The response must consist of the records below, copied exactly.

Saved data entries:
□ □ □ □
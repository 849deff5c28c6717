//! Fixed dashboard blocks computed from counts over listings and users.

use anyhow::Result;
use crates::domain::{
    repositories::query_gateway::QueryGateway,
    value_objects::{
        analytics::{Growth, GrowthPair, Overview, RecentCounts, StatusBreakdown},
        enums::listing_statuses::ListingStatus,
        query::{Entity, EntityQuery, Field, Filter},
        time_window::TimeWindow,
    },
};

/// Every block the aggregator produces, computed against one [`TimeWindow`].
#[derive(Debug, Clone, Copy, PartialEq, Eq)]
pub struct MetricBlocks {
    pub overview: Overview,
    pub recent: RecentCounts,
    pub status_breakdown: StatusBreakdown,
    pub growth: Growth,
}

pub struct MetricAggregator<'a, G>
where
    G: QueryGateway + Send + Sync + ?Sized,
{
    gateway: &'a G,
    window: &'a TimeWindow,
}

impl<'a, G> MetricAggregator<'a, G>
where
    G: QueryGateway + Send + Sync + ?Sized,
{
    pub fn new(gateway: &'a G, window: &'a TimeWindow) -> Self {
        Self { gateway, window }
    }

    pub async fn collect(&self) -> Result<MetricBlocks> {
        let (overview, recent, status_breakdown, growth) = tokio::try_join!(
            self.overview(),
            self.recent(),
            self.status_breakdown(),
            self.growth(),
        )?;

        Ok(MetricBlocks {
            overview,
            recent,
            status_breakdown,
            growth,
        })
    }

    pub async fn overview(&self) -> Result<Overview> {
        let listings = EntityQuery::new(Entity::Listings);
        let active = EntityQuery::new(Entity::Listings).eq(Field::Status, ListingStatus::Active);
        let users = EntityQuery::new(Entity::Users);
        let verified = EntityQuery::new(Entity::Users).eq(Field::IsVerified, true);

        let (total_listings, active_listings, total_users, verified_users) = tokio::try_join!(
            self.gateway.count(&listings),
            self.gateway.count(&active),
            self.gateway.count(&users),
            self.gateway.count(&verified),
        )?;

        Ok(Overview {
            total_listings,
            active_listings,
            total_users,
            verified_users,
        })
    }

    pub async fn recent(&self) -> Result<RecentCounts> {
        let created_since = |entity, since| {
            EntityQuery::new(entity).filter(Filter::Since(Field::CreatedAt, since))
        };
        let listings_today = created_since(Entity::Listings, self.window.today_start);
        let listings_week = created_since(Entity::Listings, self.window.week_start);
        let users_today = created_since(Entity::Users, self.window.today_start);
        let users_week = created_since(Entity::Users, self.window.week_start);

        let (listings_today, listings_this_week, users_today, users_this_week) = tokio::try_join!(
            self.gateway.count(&listings_today),
            self.gateway.count(&listings_week),
            self.gateway.count(&users_today),
            self.gateway.count(&users_week),
        )?;

        Ok(RecentCounts {
            listings_today,
            listings_this_week,
            users_today,
            users_this_week,
        })
    }

    pub async fn status_breakdown(&self) -> Result<StatusBreakdown> {
        let [active, draft, pending, sold, archived] =
            ListingStatus::ALL.map(|status| EntityQuery::new(Entity::Listings).eq(Field::Status, status));

        let counts = tokio::try_join!(
            self.gateway.count(&active),
            self.gateway.count(&draft),
            self.gateway.count(&pending),
            self.gateway.count(&sold),
            self.gateway.count(&archived),
        )?;

        let mut breakdown = StatusBreakdown::default();
        let counts = [counts.0, counts.1, counts.2, counts.3, counts.4];
        for (status, count) in ListingStatus::ALL.into_iter().zip(counts) {
            breakdown.set(status, count);
        }
        Ok(breakdown)
    }

    /// Calendar month over calendar month, independent of the requested range.
    pub async fn growth(&self) -> Result<Growth> {
        let window = self.window;
        let current = |entity| {
            EntityQuery::new(entity).filter(Filter::Range(
                Field::CreatedAt,
                window.month_start,
                window.next_month_start,
            ))
        };
        let previous = |entity| {
            EntityQuery::new(entity).filter(Filter::Range(
                Field::CreatedAt,
                window.previous_start,
                window.previous_end,
            ))
        };
        let listings_current = current(Entity::Listings);
        let listings_previous = previous(Entity::Listings);
        let users_current = current(Entity::Users);
        let users_previous = previous(Entity::Users);

        let (listings_current, listings_previous, users_current, users_previous) = tokio::try_join!(
            self.gateway.count(&listings_current),
            self.gateway.count(&listings_previous),
            self.gateway.count(&users_current),
            self.gateway.count(&users_previous),
        )?;

        Ok(Growth {
            listings: GrowthPair {
                current_month: listings_current,
                last_month: listings_previous,
            },
            users: GrowthPair {
                current_month: users_current,
                last_month: users_previous,
            },
        })
    }
}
□ □ □ □
__Result of this exercise__:
repository 849deff5c28c6717
//! Fixed dashboard blocks computed from counts over listings and users.

use anyhow::Result;
use crates::domain::{
    repositories::query_gateway::QueryGateway,
    value_objects::{
        analytics::{Growth, GrowthPair, Overview, RecentCounts, StatusBreakdown},
        enums::listing_statuses::ListingStatus,
        query::{Entity, EntityQuery, Field, Filter},
        time_window::TimeWindow,
    },
};

/// Every block the aggregator produces, computed against one [`TimeWindow`].
#[derive(Debug, Clone, Copy, PartialEq, Eq)]
pub struct MetricBlocks {
    pub overview: Overview,
    pub recent: RecentCounts,
    pub status_breakdown: StatusBreakdown,
    pub growth: Growth,
}

pub struct MetricAggregator<'a, G>
where
    G: QueryGateway + Send + Sync + ?Sized,
{
    gateway: &'a G,
    window: &'a TimeWindow,
}

impl<'a, G> MetricAggregator<'a, G>
where
    G: QueryGateway + Send + Sync + ?Sized,
{
    pub fn new(gateway: &'a G, window: &'a TimeWindow) -> Self {
        Self { gateway, window }
    }

    pub async fn collect(&self) -> Result<MetricBlocks> {
        let (overview, recent, status_breakdown, growth) = tokio::try_join!(
            self.overview(),
            self.recent(),
            self.status_breakdown(),
            self.growth(),
        )?;

        Ok(MetricBlocks {
            overview,
            recent,
            status_breakdown,
            growth,
        })
    }

    pub async fn overview(&self) -> Result<Overview> {
        let listings = EntityQuery::new(Entity::Listings);
        let active = EntityQuery::new(Entity::Listings).eq(Field::Status, ListingStatus::Active);
        let users = EntityQuery::new(Entity::Users);
        let verified = EntityQuery::new(Entity::Users).eq(Field::IsVerified, true);

        let (total_listings, active_listings, total_users, verified_users) = tokio::try_join!(
            self.gateway.count(&listings),
            self.gateway.count(&active),
            self.gateway.count(&users),
            self.gateway.count(&verified),
        )?;

        Ok(Overview {
            total_listings,
            active_listings,
            total_users,
            verified_users,
        })
    }

    pub async fn recent(&self) -> Result<RecentCounts> {
        let created_since = |entity, since| {
            EntityQuery::new(entity).filter(Filter::Since(Field::CreatedAt, since))
        };
        let listings_today = created_since(Entity::Listings, self.window.today_start);
        let listings_week = created_since(Entity::Listings, self.window.week_start);
        let users_today = created_since(Entity::Users, self.window.today_start);
        let users_week = created_since(Entity::Users, self.window.week_start);

        let (listings_today, listings_this_week, users_today, users_this_week) = tokio::try_join!(
            self.gateway.count(&listings_today),
            self.gateway.count(&listings_week),
            self.gateway.count(&users_today),
            self.gateway.count(&users_week),
        )?;

        Ok(RecentCounts {
            listings_today,
            listings_this_week,
            users_today,
            users_this_week,
        })
    }

    pub async fn status_breakdown(&self) -> Result<StatusBreakdown> {
        let [active, draft, pending, sold, archived] =
            ListingStatus::ALL.map(|status| EntityQuery::new(Entity::Listings).eq(Field::Status, status));

        let counts = tokio::try_join!(
            self.gateway.count(&active),
            self.gateway.count(&draft),
            self.gateway.count(&pending),
            self.gateway.count(&sold),
            self.gateway.count(&archived),
        )?;

        let mut breakdown = StatusBreakdown::default();
        let counts = [counts.0, counts.1, counts.2, counts.3, counts.4];
        for (status, count) in ListingStatus::ALL.into_iter().zip(counts) {
            breakdown.set(status, count);
        }
        Ok(breakdown)
    }

    /// Calendar month over calendar month, independent of the requested range.
    pub async fn growth(&self) -> Result<Growth> {
        let window = self.window;
        let current = |entity| {
            EntityQuery::new(entity).filter(Filter::Range(
                Field::CreatedAt,
                window.month_start,
                window.next_month_start,
            ))
        };
        let previous = |entity| {
            EntityQuery::new(entity).filter(Filter::Range(
                Field::CreatedAt,
                window.previous_start,
                window.previous_end,
            ))
        };
        let listings_current = current(Entity::Listings);
        let listings_previous = previous(Entity::Listings);
        let users_current = current(Entity::Users);
        let users_previous = previous(Entity::Users);

        let (listings_current, listings_previous, users_current, users_previous) = tokio::try_join!(
            self.gateway.count(&listings_current),
            self.gateway.count(&listings_previous),
            self.gateway.count(&users_current),
            self.gateway.count(&users_previous),
        )?;

        Ok(Growth {
            listings: GrowthPair {
                current_month: listings_current,
                last_month: listings_previous,
            },
            users: GrowthPair {
                current_month: users_current,
                last_month: users_previous,
            },
        })
    }
}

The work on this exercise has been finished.